Delta Transfer of large binary files

The Delta Transfer feature is designed with the aim of improving performance by transferring only the deltas (modified portions) of large, uncompressed binary+F files to and from remote clients when they use:

  • p4 submit - supported on P4 Server and P4 CLI 2024.1 or later.

  • p4 sync - supported on P4 Server and P4 CLI 2024.2 or later.

  • p4 pull with the -u option for server-to-server replication on P4 Server 2025.1 or later.

Delta transfers tend to be more beneficial for connections on a slow network. On a very fast network, it might be quicker to transfer the entire file rather than incur the overhead of the calculations required to handle the changed content as a delta transfer.

You can configure delta transfer between clients and servers to have different behavior than delta transfer between servers during replication. For example, delta transfer might boost replication performance between a replica and its upstream server, but not be needed for submit and sync by clients of that replica. It also possible that delta transfer might boost performance for submit and sync by clients of that replica, but not be needed for replication between the replica and its upstream server.

Prerequisites

Proxy servers (P4P) do not cache delta transfers.

Configuration

You can customize the behavior of delta transfer to match your requirements. This is a summary of the relevant configurables in the P4 CLI Reference.

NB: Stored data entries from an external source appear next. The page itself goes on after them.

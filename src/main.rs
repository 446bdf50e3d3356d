mod api;
mod database;
mod directory;
mod outbound;
mod settings;
mod web;

use std::process::exit;

use anyhow::{Context, Result};
use clap::Parser;
use tracing::{error, info, warn};
use tracing_subscriber::EnvFilter;

use crate::{
    database::Database,
    settings::{Args, Settings},
};

#[tokio::main]
async fn main() {
    tracing_subscriber::fmt()
        .with_env_filter(
            EnvFilter::try_from_default_env().unwrap_or_else(|_| EnvFilter::new("info")),
        )
        .init();

    if let Err(error) = run().await {
        error!("{error:#}");
        exit(1);
    }
}

async fn run() -> Result<()> {
    let args = Args::parse();
    let settings = Settings::from_file(&args.config)
        .with_context(|| format!("Problem while loading {}", args.config.display()))?;

    let database = Database::connect(&settings.database.path).with_context(|| {
        format!(
            "Problem while opening database at {}",
            settings.database.path.display()
        )
    })?;

    if let Some(seed) = &settings.directory.seed {
        if let Err(error) = outbound::import_seed(seed, &database).await {
            warn!("Problem while loading seed. {error:#}");
        }
    }

    if let Some(upstream) = settings.upstream {
        info!("Mirroring directory from {}", upstream.url);
        tokio::spawn(outbound::fetch_periodically(
            upstream.url,
            upstream.period,
            upstream.retry,
            database.clone(),
        ));
    } else {
        info!("No upstream configured; serving the local directory only");
    }

    let tls = args.cert.zip(args.key);
    let schema = api::schema(database.clone());
    web::serve(schema, database, settings.web.address, tls).await;
    Ok(())
}
use async_graphql::{Context, Object, Result, SimpleObject};

use super::business::{BusinessFilter, PriceRange};
use crate::{
    database::Database,
    directory::{self, Facets, SortBy},
};

#[derive(SimpleObject, Debug)]
struct FacetCount {
    value: String,
    count: usize,
}

#[derive(SimpleObject, Debug)]
struct PriceRangeCount {
    price_range: PriceRange,
    count: usize,
}

/// The option values a listing view can offer in its selectors.
#[derive(SimpleObject, Debug)]
struct DirectoryFacets {
    /// The number of businesses the facets were computed over.
    total_count: usize,
    categories: Vec<FacetCount>,
    areas: Vec<FacetCount>,
    cities: Vec<FacetCount>,
    price_ranges: Vec<PriceRangeCount>,
}

impl DirectoryFacets {
    fn new(total_count: usize, facets: Facets) -> Self {
        let counts = |values: Vec<(String, usize)>| -> Vec<FacetCount> {
            values
                .into_iter()
                .map(|(value, count)| FacetCount { value, count })
                .collect()
        };
        Self {
            total_count,
            categories: counts(facets.categories),
            areas: counts(facets.areas),
            cities: counts(facets.cities),
            price_ranges: facets
                .price_ranges
                .into_iter()
                .map(|(price_range, count)| PriceRangeCount {
                    price_range: price_range.into(),
                    count,
                })
                .collect(),
        }
    }
}

#[derive(Default)]
pub(super) struct FacetQuery;

#[Object]
impl FacetQuery {
    /// Facets over the businesses selected by `filter`, or over the whole
    /// directory.
    #[allow(clippy::unused_async)]
    async fn directory_facets(
        &self,
        ctx: &Context<'_>,
        filter: Option<BusinessFilter>,
    ) -> Result<DirectoryFacets> {
        let db = ctx.data::<Database>()?;
        let businesses = db.load_businesses();
        let state = filter.unwrap_or_default().query_state(SortBy::default())?;
        let selected = directory::query(&businesses, &state);
        Ok(DirectoryFacets::new(
            selected.len(),
            Facets::collect(&selected),
        ))
    }
}
//! The directory query engine.
//!
//! [`query`] narrows an already loaded set of business records with the
//! selections a listing view offers (free-text search, category, location
//! and price range) and orders what is left by one of the [`SortBy`] keys.
//! It is a pure function: inputs are never modified and every call returns a
//! fresh vector, so callers can simply re-run it whenever a selection
//! changes.

mod collate;
mod facet;
mod record;

use std::str::FromStr;

use anyhow::{bail, Error, Result};
use serde::Deserialize;

use self::collate::CollationKey;
pub(crate) use self::{
    facet::Facets,
    record::{BusinessRecord, PriceRange, Rating},
};

/// The selector value meaning "no filter".
pub(crate) const ALL: &str = "all";

/// A filter selection: either everything, or exactly one value.
#[derive(Clone, Debug, Eq, PartialEq)]
pub(crate) enum Selection<T = String> {
    All,
    Only(T),
}

impl<T> Default for Selection<T> {
    fn default() -> Self {
        Self::All
    }
}

impl<T> Selection<T> {
    /// Interprets a selector value, where a missing value or [`ALL`] means
    /// no filter and anything else is handed to `parse`.
    pub(crate) fn parse_with<E>(
        value: Option<&str>,
        parse: impl FnOnce(&str) -> std::result::Result<T, E>,
    ) -> std::result::Result<Self, E> {
        match value {
            None | Some(ALL) => Ok(Self::All),
            Some(value) => parse(value).map(Self::Only),
        }
    }

    pub(crate) fn matches<U>(&self, value: &U) -> bool
    where
        U: ?Sized,
        T: PartialEq<U>,
    {
        match self {
            Self::All => true,
            Self::Only(selected) => selected == value,
        }
    }

    /// Like [`Selection::matches`], but an absent value only passes when
    /// nothing is selected.
    pub(crate) fn matches_some<U>(&self, value: Option<&U>) -> bool
    where
        T: PartialEq<U>,
    {
        match (self, value) {
            (Self::All, _) => true,
            (Self::Only(selected), Some(value)) => selected == value,
            (Self::Only(_), None) => false,
        }
    }
}

impl Selection<String> {
    pub(crate) fn from_param(value: Option<&str>) -> Self {
        match value {
            None | Some(ALL) => Self::All,
            Some(value) => Self::Only(value.to_string()),
        }
    }
}

/// Which location field a location selection is matched against.
#[derive(Clone, Copy, Debug, Default, Deserialize, Eq, PartialEq)]
#[serde(rename_all = "lowercase")]
pub(crate) enum LocationField {
    #[default]
    Area,
    City,
}

impl LocationField {
    fn value(self, record: &BusinessRecord) -> &str {
        match self {
            Self::Area => &record.area,
            Self::City => &record.city,
        }
    }
}

#[derive(Clone, Copy, Debug, Default, Deserialize, Eq, PartialEq)]
#[serde(rename_all = "lowercase")]
pub(crate) enum SortBy {
    /// Highest average rating first.
    #[default]
    Rating,
    /// Most reviewed first.
    Reviews,
    /// Alphabetical by name.
    Name,
    /// Most recently created first; records without a creation time last.
    Newest,
}

impl FromStr for SortBy {
    type Err = Error;

    fn from_str(s: &str) -> Result<Self> {
        Ok(match s {
            "rating" => Self::Rating,
            "reviews" => Self::Reviews,
            "name" => Self::Name,
            "newest" => Self::Newest,
            _ => bail!("unknown sort key: {s:?}"),
        })
    }
}

/// The selections of a listing view.
#[derive(Clone, Debug, Default, PartialEq)]
pub(crate) struct QueryState {
    /// Case-insensitive substring searched in name, category, area and
    /// description. Empty means no search.
    pub(crate) search_term: String,
    pub(crate) category: Selection,
    pub(crate) sub_category: Selection,
    pub(crate) location: Selection,
    pub(crate) location_field: LocationField,
    pub(crate) price_range: Selection<PriceRange>,
    pub(crate) sort_by: SortBy,
}

impl QueryState {
    fn retains(&self, record: &BusinessRecord, term: &str) -> bool {
        (term.is_empty() || matches_search(record, term))
            && self.category.matches(record.category.as_str())
            && self.sub_category.matches(record.sub_category.as_str())
            && self
                .location
                .matches(self.location_field.value(record))
            && self.price_range.matches_some(record.price_range.as_ref())
    }
}

/// Returns the records selected by `state`, in `state.sort_by` order.
///
/// Records that compare equal under the sort key keep their input order.
pub(crate) fn query(records: &[BusinessRecord], state: &QueryState) -> Vec<BusinessRecord> {
    let term = state.search_term.to_lowercase();
    let mut selected: Vec<BusinessRecord> = records
        .iter()
        .filter(|record| state.retains(record, &term))
        .cloned()
        .collect();
    sort(&mut selected, state.sort_by);
    selected
}

fn matches_search(record: &BusinessRecord, term: &str) -> bool {
    [
        &record.name,
        &record.category,
        &record.area,
        &record.description,
    ]
    .into_iter()
    .any(|field| field.to_lowercase().contains(term))
}

fn sort(records: &mut [BusinessRecord], sort_by: SortBy) {
    match sort_by {
        SortBy::Rating => {
            records.sort_by(|a, b| b.rating.average.total_cmp(&a.rating.average));
        }
        SortBy::Reviews => {
            records.sort_by(|a, b| b.rating.total_reviews.cmp(&a.rating.total_reviews));
        }
        SortBy::Name => records.sort_by_cached_key(|record| CollationKey::new(&record.name)),
        SortBy::Newest => records.sort_by(|a, b| b.created_at.cmp(&a.created_at)),
    }
}

#[cfg(test)]
mod tests {
    use jiff::Timestamp;

    use super::{
        query, BusinessRecord, LocationField, PriceRange, QueryState, Rating, Selection, SortBy,
    };

    fn business(id: &str, name: &str, category: &str, area: &str, rating: (f64, u32)) -> BusinessRecord {
        BusinessRecord {
            id: id.to_string(),
            name: name.to_string(),
            category: category.to_string(),
            area: area.to_string(),
            rating: Rating {
                average: rating.0,
                total_reviews: rating.1,
            },
            ..Default::default()
        }
    }

    fn cafe_and_diner() -> Vec<BusinessRecord> {
        vec![
            business("1", "Blue Cafe", "Food", "Andheri", (4.2, 10)),
            business("2", "Red Diner", "Food", "Bandra", (4.8, 3)),
        ]
    }

    fn sample() -> Vec<BusinessRecord> {
        let mut records = vec![
            business("a", "Zen Spa", "Wellness", "Juhu", (4.5, 40)),
            business("b", "Blue Cafe", "Food", "Andheri", (4.2, 10)),
            business("c", "anchor Gym", "Fitness", "Bandra", (4.5, 7)),
            business("d", "Red Diner", "Food", "Bandra", (4.8, 3)),
            business("e", "Corner Books", "Retail", "Andheri", (3.9, 22)),
        ];
        records[0].price_range = Some(PriceRange::Luxury);
        records[1].price_range = Some(PriceRange::Budget);
        records[3].price_range = Some(PriceRange::Moderate);
        records[1].city = "Mumbai".to_string();
        records[3].city = "Pune".to_string();
        records[2].description = "Open-air CAFE and weights".to_string();
        records[4].sub_category = "Books".to_string();
        records
    }

    fn ids(records: &[BusinessRecord]) -> Vec<&str> {
        records.iter().map(|r| r.id.as_str()).collect()
    }

    fn sorted_by(sort_by: SortBy) -> QueryState {
        QueryState {
            sort_by,
            ..Default::default()
        }
    }

    #[test]
    fn category_then_rating() {
        let state = QueryState {
            category: Selection::Only("Food".to_string()),
            sort_by: SortBy::Rating,
            ..Default::default()
        };
        let result = query(&cafe_and_diner(), &state);
        assert_eq!(ids(&result), ["2", "1"]);
    }

    #[test]
    fn search_blue() {
        let state = QueryState {
            search_term: "blue".to_string(),
            ..Default::default()
        };
        let result = query(&cafe_and_diner(), &state);
        assert_eq!(ids(&result), ["1"]);
    }

    #[test]
    fn empty_records() {
        let state = QueryState {
            search_term: "anything".to_string(),
            category: Selection::Only("Food".to_string()),
            price_range: Selection::Only(PriceRange::Premium),
            sort_by: SortBy::Newest,
            ..Default::default()
        };
        assert!(query(&[], &state).is_empty());
        assert!(query(&[], &QueryState::default()).is_empty());
    }

    #[test]
    fn no_filters_is_a_permutation() {
        let records = sample();
        for sort_by in [SortBy::Rating, SortBy::Reviews, SortBy::Name, SortBy::Newest] {
            let result = query(&records, &sorted_by(sort_by));
            assert_eq!(result.len(), records.len());
            let mut result_ids = ids(&result);
            result_ids.sort_unstable();
            assert_eq!(result_ids, ["a", "b", "c", "d", "e"]);
        }
    }

    #[test]
    fn inputs_are_not_modified() {
        let records = sample();
        let before = records.clone();
        let _ = query(&records, &sorted_by(SortBy::Name));
        assert_eq!(records, before);
    }

    #[test]
    fn category_is_exact() {
        let records = sample();
        let state = QueryState {
            category: Selection::Only("Food".to_string()),
            ..Default::default()
        };
        let result = query(&records, &state);
        assert!(!result.is_empty());
        assert!(result.iter().all(|r| r.category == "Food"));

        let state = QueryState {
            category: Selection::Only("food".to_string()),
            ..Default::default()
        };
        assert!(query(&records, &state).is_empty());
    }

    #[test]
    fn search_is_case_insensitive() {
        let records = sample();
        let upper = QueryState {
            search_term: "CAFE".to_string(),
            ..Default::default()
        };
        let lower = QueryState {
            search_term: "cafe".to_string(),
            ..Default::default()
        };
        assert_eq!(query(&records, &upper), query(&records, &lower));
        // Name match and description match.
        assert_eq!(ids(&query(&records, &lower)), ["c", "b"]);
    }

    #[test]
    fn search_covers_category_and_area() {
        let records = sample();
        let state = QueryState {
            search_term: "wellness".to_string(),
            ..Default::default()
        };
        assert_eq!(ids(&query(&records, &state)), ["a"]);

        let state = QueryState {
            search_term: "andh".to_string(),
            sort_by: SortBy::Name,
            ..Default::default()
        };
        assert_eq!(ids(&query(&records, &state)), ["b", "e"]);
    }

    #[test]
    fn search_does_not_cover_city() {
        let records = sample();
        let state = QueryState {
            search_term: "mumbai".to_string(),
            ..Default::default()
        };
        assert!(query(&records, &state).is_empty());
    }

    #[test]
    fn location_by_area() {
        let records = sample();
        let state = QueryState {
            location: Selection::Only("Bandra".to_string()),
            ..Default::default()
        };
        assert_eq!(ids(&query(&records, &state)), ["d", "c"]);
    }

    #[test]
    fn location_by_city() {
        let records = sample();
        let state = QueryState {
            location: Selection::Only("Pune".to_string()),
            location_field: LocationField::City,
            ..Default::default()
        };
        assert_eq!(ids(&query(&records, &state)), ["d"]);

        let state = QueryState {
            location: Selection::Only("Bandra".to_string()),
            location_field: LocationField::City,
            ..Default::default()
        };
        assert!(query(&records, &state).is_empty());
    }

    #[test]
    fn sub_category_filter() {
        let records = sample();
        let state = QueryState {
            sub_category: Selection::Only("Books".to_string()),
            ..Default::default()
        };
        assert_eq!(ids(&query(&records, &state)), ["e"]);
    }

    #[test]
    fn price_range_filter() {
        let records = sample();
        let state = QueryState {
            price_range: Selection::Only(PriceRange::Budget),
            ..Default::default()
        };
        assert_eq!(ids(&query(&records, &state)), ["b"]);

        let state = QueryState {
            price_range: Selection::Only(PriceRange::Premium),
            ..Default::default()
        };
        assert!(query(&records, &state).is_empty());
    }

    #[test]
    fn filters_combine() {
        let records = sample();
        let state = QueryState {
            search_term: "e".to_string(),
            category: Selection::Only("Food".to_string()),
            location: Selection::Only("Bandra".to_string()),
            price_range: Selection::Only(PriceRange::Moderate),
            ..Default::default()
        };
        assert_eq!(ids(&query(&records, &state)), ["d"]);
    }

    #[test]
    fn rating_sort_is_stable() {
        let records = sample();
        let result = query(&records, &sorted_by(SortBy::Rating));
        // "a" and "c" share 4.5 and keep their input order.
        assert_eq!(ids(&result), ["d", "a", "c", "b", "e"]);

        let mut reversed = records;
        reversed.reverse();
        let result = query(&reversed, &sorted_by(SortBy::Rating));
        assert_eq!(ids(&result), ["d", "c", "a", "b", "e"]);
    }

    #[test]
    fn reviews_sort() {
        let mut records = sample();
        records[1].rating.total_reviews = 22;
        let result = query(&records, &sorted_by(SortBy::Reviews));
        assert_eq!(ids(&result), ["a", "b", "e", "c", "d"]);
    }

    #[test]
    fn name_sort_ignores_case() {
        let result = query(&sample(), &sorted_by(SortBy::Name));
        assert_eq!(ids(&result), ["c", "b", "e", "d", "a"]);
    }

    #[test]
    fn newest_sort_uses_creation_time() {
        let mut records = sample();
        records[0].created_at = Some("2024-01-01T00:00:00Z".parse::<Timestamp>().unwrap());
        records[2].created_at = Some("2025-03-01T00:00:00Z".parse::<Timestamp>().unwrap());
        records[4].created_at = Some("2024-06-15T12:00:00Z".parse::<Timestamp>().unwrap());
        let result = query(&records, &sorted_by(SortBy::Newest));
        assert_eq!(ids(&result), ["c", "e", "a", "b", "d"]);
    }

    #[test]
    fn resorting_is_idempotent() {
        let records = sample();
        for sort_by in [SortBy::Rating, SortBy::Reviews, SortBy::Name, SortBy::Newest] {
            let state = QueryState {
                category: Selection::Only("Food".to_string()),
                sort_by,
                ..Default::default()
            };
            let once = query(&records, &state);
            let twice = query(&once, &sorted_by(sort_by));
            assert_eq!(once, twice);
        }
    }

    #[test]
    fn selection_from_param() {
        assert_eq!(Selection::from_param(None), Selection::All);
        assert_eq!(Selection::from_param(Some("all")), Selection::All);
        assert_eq!(
            Selection::from_param(Some("All")),
            Selection::Only("All".to_string())
        );
        let price = Selection::parse_with(Some("₹₹₹"), str::parse::<PriceRange>).unwrap();
        assert_eq!(price, Selection::Only(PriceRange::Premium));
        assert!(Selection::parse_with(Some("cheap"), str::parse::<PriceRange>).is_err());
    }

    #[test]
    fn sort_by_from_str() {
        assert_eq!("newest".parse::<SortBy>().unwrap(), SortBy::Newest);
        assert!("popular".parse::<SortBy>().is_err());
    }
}
use std::{convert::Infallible, net::SocketAddr, path::PathBuf};

use async_graphql_warp::{GraphQLBadRequest, GraphQLResponse};
use serde::Deserialize;
use tracing::{info, warn};
use warp::{
    http::StatusCode,
    reject::{InvalidQuery, MethodNotAllowed, Reject},
    Filter, Rejection, Reply,
};

use crate::{
    api::Schema,
    database::Database,
    directory::{self, LocationField, QueryState, Selection, SortBy},
    outbound::DirectoryResponse,
};

/// Query string of `GET /businesses`. Selectors accept `"all"`, which is the
/// same as leaving them out.
#[derive(Debug, Default, Deserialize)]
#[serde(rename_all = "camelCase")]
struct ListingParams {
    #[serde(alias = "searchTerm")]
    search: Option<String>,
    category: Option<String>,
    sub_category: Option<String>,
    location: Option<String>,
    location_field: Option<LocationField>,
    price_range: Option<String>,
    sort_by: Option<SortBy>,
}

impl ListingParams {
    fn query_state(self) -> anyhow::Result<QueryState> {
        Ok(QueryState {
            search_term: self.search.unwrap_or_default(),
            category: Selection::from_param(self.category.as_deref()),
            sub_category: Selection::from_param(self.sub_category.as_deref()),
            location: Selection::from_param(self.location.as_deref()),
            location_field: self.location_field.unwrap_or_default(),
            price_range: Selection::parse_with(self.price_range.as_deref(), str::parse)?,
            sort_by: self.sort_by.unwrap_or_default(),
        })
    }
}

#[derive(Debug)]
struct InvalidParameter(String);

impl Reject for InvalidParameter {}

pub(crate) async fn serve(
    schema: Schema,
    db: Database,
    addr: SocketAddr,
    tls: Option<(PathBuf, PathBuf)>,
) {
    let routes = routes(schema, db);
    if let Some((cert, key)) = tls {
        info!("Serving HTTPS on {addr}");
        warp::serve(routes)
            .tls()
            .cert_path(cert)
            .key_path(key)
            .run(addr)
            .await;
    } else {
        info!("Serving HTTP on {addr}");
        warp::serve(routes).run(addr).await;
    }
}

fn routes(
    schema: Schema,
    db: Database,
) -> impl Filter<Extract = (impl Reply,), Error = Infallible> + Clone {
    let graphql = warp::path("graphql")
        .and(warp::path::end())
        .and(async_graphql_warp::graphql(schema))
        .and_then(
            |(schema, request): (Schema, async_graphql::Request)| async move {
                Ok::<_, Infallible>(GraphQLResponse::from(schema.execute(request).await))
            },
        );

    let businesses = warp::path("businesses")
        .and(warp::path::end())
        .and(warp::get())
        .and(warp::query::<ListingParams>())
        .and(warp::any().map(move || db.clone()))
        .and_then(list_businesses);

    graphql.or(businesses).recover(handle_rejection)
}

async fn list_businesses(params: ListingParams, db: Database) -> Result<impl Reply, Rejection> {
    let state = params
        .query_state()
        .map_err(|e| warp::reject::custom(InvalidParameter(e.to_string())))?;
    let businesses = directory::query(&db.load_businesses(), &state);
    Ok(warp::reply::json(&DirectoryResponse::listing(businesses)))
}

async fn handle_rejection(err: Rejection) -> Result<impl Reply, Infallible> {
    let (status, message) = if err.is_not_found() {
        (StatusCode::NOT_FOUND, "not found".to_string())
    } else if let Some(InvalidParameter(message)) = err.find() {
        (StatusCode::BAD_REQUEST, message.clone())
    } else if let Some(e) = err.find::<InvalidQuery>() {
        (StatusCode::BAD_REQUEST, e.to_string())
    } else if let Some(GraphQLBadRequest(e)) = err.find() {
        (StatusCode::BAD_REQUEST, e.to_string())
    } else if err.find::<MethodNotAllowed>().is_some() {
        (StatusCode::METHOD_NOT_ALLOWED, "method not allowed".to_string())
    } else {
        warn!("Unhandled rejection: {err:?}");
        (
            StatusCode::INTERNAL_SERVER_ERROR,
            "internal error".to_string(),
        )
    };
    Ok(warp::reply::with_status(
        warp::reply::json(&DirectoryResponse::<()>::failure(message)),
        status,
    ))
}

For submit and sync between a client and a server

net.delta.transfer.minsize is the minimum file size for delta transfers.

net.delta.transfer.threshold determines when to send the full file instead of delta chunks. If the percentage of differing chunks to total chunks is the greater than the threshold, the full file transfer will be initiated.

Replication delta transfer

Replication Delta Transfer is supported on all replica types: replica, forwarding-replica, build-server, edge-server, standby, and forwarding-standby.

For replication between servers Rules Limitations

net.delta.rpl.minsize is the minimum file size for delta transfers involving p4 pull -u.

If the downstream server sets either net.delta.rpl.minsize or net.delta.rpl.threshold to 0, delta transfer is turned off for that replica.

If the upstream server sets either net.delta.rpl.minsize or net.delta.rpl.threshold to 0, delta transfer is turned off for all downstream replicas.

The upstream server’s net.delta.rpl.minsize determines whether a file is too small for delta transfer.

The upstream server’s net.delta.rpl.threshold applies unless the downstream server’s net.delta.rpl.threshold is 0.

The lbr.replication configurable value must be readonly or cache.

The --batch and --trigger options of p4 pull disable the feature.

net.delta.rpl.threshold determines when to send the full file instead of delta chunks. If the percentage of differing chunks to total chunks is the greater than the threshold, the full file transfer will be initiated.
Proxy servers (P4P) do not cache delta transfers.

If the typemap is suitable, these types might use Delta Transfer

Delta transfers are limited to binary+F files, the "Uncompressed binary types". Some examples of that might be good candidates for delta transfer are .vmdk, .uasset, .iso, .tar, and .psd.

Some file types can be configured to work better with delta transfer. For example,

  • gzip files, if they are be created with the --rsyncable option.

  • .zip, .jar, .tiff, .pdf, and .wav files, if they are created without compression.

Examples of file formats that are not suitable for delta transfer

Not all binary+F files are suitable for delta transfer because the file might use a compression algorithm that causes the entire file to be completely rewritten when edited and saved. This means that unchanged content cannot be identified, and thus the entire file must be transfered. Examples include the .png, .gif, .jpg, .mpeg, .mp4, .docx and .xlsx file types.